Re: Decryption Transform processing question from merlin on 2002-05-29 (xml-encryption@w3.org from May 2002)

From: merlin <merlin@baltimore.ie>
Date: Wed, 29 May 2002 21:06:08 +0100
To: reagle@w3.org
Cc: "Takeshi Imamura" <IMAMU@jp.ibm.com>, xml-encryption@w3.org
Message-Id: <20020529200608.439894432D@yog-sothoth.ie.baltimore.com>
r/reagle@w3.org/2002.05.29/15:27:34
>On Wednesday 29 May 2002 02:59 pm, merlin wrote:
>> >1. If more than one "layer" of decryption is required (to peel back
>> >super-encrypted elements) then multiple decryption transforms should be
>> >used, with the input of a later transform being the output of the
>> > preceding decryption transform.
>>
>> This is what I advocate. That is, a single decryption transform
>> operates on all the unexceptional EncryptedData elements in
>> its input node set in a single phase, without iteration.
>
>Ok, perhaps we all agree on this then? This is what I believe the spec 
>currently specifies: decryptIncludedNodes() selects the e's it operates on 
>at the start, so it wouldn't find new e that were super-encrypted and 
>decryptXML doesn't recurse.

The spec currently states that you iteratively:
  "Within X, select e, an element node with the type xenc:EncryptedData
  such that it is not referenced by any dcrpt:Except elements".
Then, it decrypts e, wraps, parses, and replaces X with Y
(the new document) and loops. X is now a new document which
may include super-encrypted elements.

So this is stochastic ("an element") and iterative (X is
replaced with Y, loop until no more excepted elements).

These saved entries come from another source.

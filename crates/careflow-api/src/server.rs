//! HTTP server setup and request routing.
//!
//! Requests flow through middleware in order:
//! 1. Request ID generation
//! 2. Request/response tracing
//! 3. Timeout enforcement
//! 4. Handler execution
//!
//! On SIGTERM or CTRL+C the server stops accepting connections and lets
//! in-flight requests finish.

use std::{net::SocketAddr, sync::Arc, time::Duration};

use axum::{
    extract::Request,
    middleware::{self, Next},
    response::Response,
    routing::{get, post},
    Router,
};
use careflow_core::Clock;
use careflow_provisioning::{ProvisioningConfig, ProvisioningStorage, WebhookOrchestrator};
use tower_http::{timeout::TimeoutLayer, trace::TraceLayer};
use tracing::{info, warn};
use uuid::Uuid;

use crate::handlers;

/// Slack added on top of the delivery lifecycle budget.
pub const REQUEST_TIMEOUT_MARGIN: Duration = Duration::from_secs(10);

/// Upper bound for one API request: the longest delivery lifecycle the
/// configuration allows plus [`REQUEST_TIMEOUT_MARGIN`].
pub fn request_timeout(config: &ProvisioningConfig) -> Duration {
    config.lifecycle_budget() + REQUEST_TIMEOUT_MARGIN
}

/// State shared by every handler.
#[derive(Clone)]
pub struct AppState {
    /// Provisioning webhook entry point.
    pub orchestrator: Arc<WebhookOrchestrator>,
    /// Storage used for health checks.
    pub storage: Arc<dyn ProvisioningStorage>,
    /// Clock for response timestamps.
    pub clock: Arc<dyn Clock>,
}

impl AppState {
    /// Bundles handler dependencies.
    pub fn new(
        orchestrator: WebhookOrchestrator,
        storage: Arc<dyn ProvisioningStorage>,
        clock: Arc<dyn Clock>,
    ) -> Self {
        Self { orchestrator: Arc::new(orchestrator), storage, clock }
    }
}

/// Creates the router with all routes and middleware.
pub fn create_router(state: AppState) -> Router {
    let timeout = request_timeout(state.orchestrator.config());
    let health_routes = Router::new()
        .route("/health", get(handlers::health_check))
        .route("/ready", get(handlers::readiness_check))
        .route("/live", get(handlers::liveness_check));

    let webhook_routes = Router::new()
        .route("/tasks/{task_id}/provisioning-webhook", post(handlers::send_provisioning_webhook))
        .route("/tasks/{task_id}/webhook-logs", get(handlers::list_webhook_logs))
        .route("/webhook-logs/{log_id}/retry", post(handlers::retry_webhook));

    Router::new()
        .merge(health_routes)
        .merge(webhook_routes)
        .layer(TimeoutLayer::new(timeout))
        .layer(TraceLayer::new_for_http())
        .layer(middleware::from_fn(inject_request_id))
        .with_state(state)
}

/// Adds an `X-Request-Id` header to every response.
async fn inject_request_id(mut req: Request, next: Next) -> Response {
    let request_id = Uuid::new_v4().to_string();
    req.extensions_mut().insert(request_id.clone());

    let mut response = next.run(req).await;

    if let Ok(header_value) = request_id.parse() {
        response.headers_mut().insert("X-Request-Id", header_value);
    }

    response
}

/// Serves the API until a shutdown signal arrives.
///
/// # Errors
///
/// Returns `std::io::Error` if the address cannot be bound or serving fails.
pub async fn start_server(state: AppState, addr: SocketAddr) -> Result<(), std::io::Error> {
    let app = create_router(state);

    let listener = tokio::net::TcpListener::bind(addr).await?;
    info!("HTTP server listening on {}", listener.local_addr()?);

    axum::serve(listener, app).with_graceful_shutdown(shutdown_signal()).await?;

    info!("HTTP server stopped gracefully");
    Ok(())
}

/// Waits for CTRL+C or SIGTERM.
pub async fn shutdown_signal() {
    let ctrl_c = async {
        if let Err(e) = tokio::signal::ctrl_c().await {
            tracing::error!("Failed to install Ctrl+C handler: {}", e);
        }
    };

    #[cfg(unix)]
    let terminate = async {
        match tokio::signal::unix::signal(tokio::signal::unix::SignalKind::terminate()) {
            Ok(mut signal) => {
                signal.recv().await;
            },
            Err(e) => {
                tracing::error!("Failed to install SIGTERM handler: {}", e);
            },
        }
    };

    #[cfg(not(unix))]
    let terminate = std::future::pending::<()>();

    tokio::select! {
        () = ctrl_c => {
            info!("Received CTRL+C, starting graceful shutdown");
        },
        () = terminate => {
            info!("Received SIGTERM, starting graceful shutdown");
        },
    }

    warn!("Waiting for in-flight deliveries to complete");
}
#[cfg(test)]
mod tests {
    use chrono::TimeZone;

    use super::*;

    fn device() -> DeviceProvisioning {
        DeviceProvisioning {
            id: DeviceId::new(),
            device_serial: "SN-1".to_string(),
            device_type: "Temperature sensor".to_string(),
            firmware_version: "1.0.0".to_string(),
            hardware: None,
            dev_eui: None,
            app_key: None,
            notes: None,
            lorawan_provisioning_status: Some(ProvisioningStatus::Failed),
            lorawan_provisioned_at: None,
            lorawan_provisioning_error: Some("previous failure".to_string()),
        }
    }

    #[test]
    fn success_is_never_a_predecessor() {
        for next in DeliveryStatus::ALL {
            assert!(!next.predecessors().contains(&DeliveryStatus::Success));
        }
        assert_eq!(DeliveryStatus::Pending.predecessors(), vec![DeliveryStatus::Pending]);
        assert_eq!(DeliveryStatus::Success.predecessors(), vec![
            DeliveryStatus::Pending,
            DeliveryStatus::Retrying
        ]);
    }

    #[test]
    fn completed_update_stamps_time_and_clears_error() {
        let now = Utc.with_ymd_and_hms(2024, 5, 1, 9, 30, 0).unwrap();
        let update = ProvisioningUpdate::new(ProvisioningStatus::Completed, None, now);

        assert_eq!(update.provisioned_at, Some(now));
        assert_eq!(update.error, ErrorField::Clear);

        let mut record = device();
        update.apply_to(&mut record);
        assert_eq!(record.lorawan_provisioning_status, Some(ProvisioningStatus::Completed));
        assert_eq!(record.lorawan_provisioned_at, Some(now));
        assert_eq!(record.lorawan_provisioning_error, None);
    }

    #[test]
    fn supplied_error_is_stored_regardless_of_status() {
        let now = Utc::now();
        let update = ProvisioningUpdate::new(
            ProvisioningStatus::InProgress,
            Some("manager unreachable".to_string()),
            now,
        );

        assert_eq!(update.provisioned_at, None);
        assert_eq!(update.error, ErrorField::Set("manager unreachable".to_string()));
    }

    #[test]
    fn in_progress_without_error_leaves_error_untouched() {
        let update = ProvisioningUpdate::new(ProvisioningStatus::InProgress, None, Utc::now());

        let mut record = device();
        update.apply_to(&mut record);
        assert_eq!(record.lorawan_provisioning_error.as_deref(), Some("previous failure"));
    }

    #[test]
    fn delivery_status_transitions_are_monotonic() {
        use DeliveryStatus::{Failed, Pending, Retrying, Success};

        assert!(Pending.can_transition_to(Retrying));
        assert!(Pending.can_transition_to(Success));
        assert!(Retrying.can_transition_to(Retrying));
        assert!(Retrying.can_transition_to(Failed));
        assert!(Failed.can_transition_to(Retrying));

        assert!(!Retrying.can_transition_to(Pending));
        assert!(!Failed.can_transition_to(Pending));
        assert!(!Failed.can_transition_to(Success));
        assert!(!Success.can_transition_to(Retrying));
        assert!(!Success.can_transition_to(Failed));
    }

    #[test]
    fn statuses_round_trip_through_text() {
        for status in [
            DeliveryStatus::Pending,
            DeliveryStatus::Retrying,
            DeliveryStatus::Success,
            DeliveryStatus::Failed,
        ] {
            assert_eq!(status.as_str().parse::<DeliveryStatus>(), Ok(status));
        }
        assert_eq!(
            "NOT_APPLICABLE".parse::<ProvisioningStatus>(),
            Ok(ProvisioningStatus::NotApplicable)
        );
        assert!("delivered".parse::<DeliveryStatus>().is_err());
    }

    #[test]
    fn status_serializes_in_upper_case() {
        let json = serde_json::to_string(&ProvisioningStatus::InProgress).unwrap();
        assert_eq!(json, "\"IN_PROGRESS\"");
    }

    #[test]
    fn new_log_starts_pending_with_zero_attempts() {
        let entry = NewDeliveryLog {
            task_id: TaskId::new(),
            webhook_type: WebhookType::LorawanProvisioning,
            endpoint: "https://manager.example.com/webhooks/crm-careflow/provision".to_string(),
            payload: serde_json::json!({"eventType": "task.ready_for_provisioning"}),
        }
        .into_entry(LogId::new(), Utc::now());

        assert_eq!(entry.status, DeliveryStatus::Pending);
        assert_eq!(entry.attempts, 0);
        assert!(entry.response().is_none());
        assert_eq!(entry.payload()["eventType"], "task.ready_for_provisioning");
    }
}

>> If super-encryption has occurred then multiple decryption
>> transforms are required. The second decryption transform
>> will explicitly and clearly be operating in the context of
>> a dummy-rooted document and so can be correctly constructed
>> in this accord.
>
>I fear this is one of the parts I don't understand yet. Isn't that dummy 
>root removed? "Y is the node-set obtained by removing the root node, the 
>wrapping element node, and its associated set of attribute and namespace 
>nodes from the node-set obtained in Step 4. Return Y."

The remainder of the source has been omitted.